- [WORK ORDER]: When you reach the line containing "let variable = after_open[..end].trim();", stop after it; until then, copy each line of the listing exactly, starting with the first.

[GIVEN RECORDS Boundary: Start]

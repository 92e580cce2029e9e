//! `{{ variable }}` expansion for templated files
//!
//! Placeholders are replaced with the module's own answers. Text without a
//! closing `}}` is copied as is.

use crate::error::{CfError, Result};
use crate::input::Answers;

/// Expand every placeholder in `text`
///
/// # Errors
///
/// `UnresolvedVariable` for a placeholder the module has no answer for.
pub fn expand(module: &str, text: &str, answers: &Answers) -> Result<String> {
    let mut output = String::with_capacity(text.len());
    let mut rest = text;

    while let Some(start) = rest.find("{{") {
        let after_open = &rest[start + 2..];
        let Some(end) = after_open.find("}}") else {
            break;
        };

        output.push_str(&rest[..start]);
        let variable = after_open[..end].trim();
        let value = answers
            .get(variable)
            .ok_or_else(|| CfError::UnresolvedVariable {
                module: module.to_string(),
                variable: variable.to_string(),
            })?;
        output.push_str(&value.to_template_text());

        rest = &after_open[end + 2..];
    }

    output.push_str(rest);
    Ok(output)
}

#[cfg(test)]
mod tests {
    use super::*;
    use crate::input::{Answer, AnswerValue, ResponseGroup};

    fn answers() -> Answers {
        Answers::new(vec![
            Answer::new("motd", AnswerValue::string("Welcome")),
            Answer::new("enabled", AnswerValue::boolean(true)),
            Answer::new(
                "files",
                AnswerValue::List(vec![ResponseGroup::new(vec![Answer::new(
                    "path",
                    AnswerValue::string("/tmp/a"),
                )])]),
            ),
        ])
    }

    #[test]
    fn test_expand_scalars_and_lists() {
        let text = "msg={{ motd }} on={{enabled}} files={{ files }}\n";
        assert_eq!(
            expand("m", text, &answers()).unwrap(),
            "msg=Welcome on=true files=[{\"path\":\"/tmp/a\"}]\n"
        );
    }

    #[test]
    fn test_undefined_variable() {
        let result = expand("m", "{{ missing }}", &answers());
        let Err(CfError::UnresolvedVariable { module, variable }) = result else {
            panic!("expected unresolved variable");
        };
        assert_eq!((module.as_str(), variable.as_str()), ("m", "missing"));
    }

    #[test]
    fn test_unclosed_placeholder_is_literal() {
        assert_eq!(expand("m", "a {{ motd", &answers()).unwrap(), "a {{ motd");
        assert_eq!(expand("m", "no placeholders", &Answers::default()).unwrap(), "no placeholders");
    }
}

[GIVEN RECORDS Boundary: End]

- [YOUR RESPONSE]:
repository 92e580cce2029e9e
//! `{{ variable }}` expansion for templated files
//!
//! Placeholders are replaced with the module's own answers. Text without a
//! closing `}}` is copied as is.

use crate::error::{CfError, Result};
use crate::input::Answers;

/// Expand every placeholder in `text`
///
/// # Errors
///
/// `UnresolvedVariable` for a placeholder the module has no answer for.
pub fn expand(module: &str, text: &str, answers: &Answers) -> Result<String> {
    let mut output = String::with_capacity(text.len());
    let mut rest = text;

    while let Some(start) = rest.find("{{") {
        let after_open = &rest[start + 2..];
        let Some(end) = after_open.find("}}") else {
            break;
        };

        output.push_str(&rest[..start]);
        let variable = after_open[..end].trim();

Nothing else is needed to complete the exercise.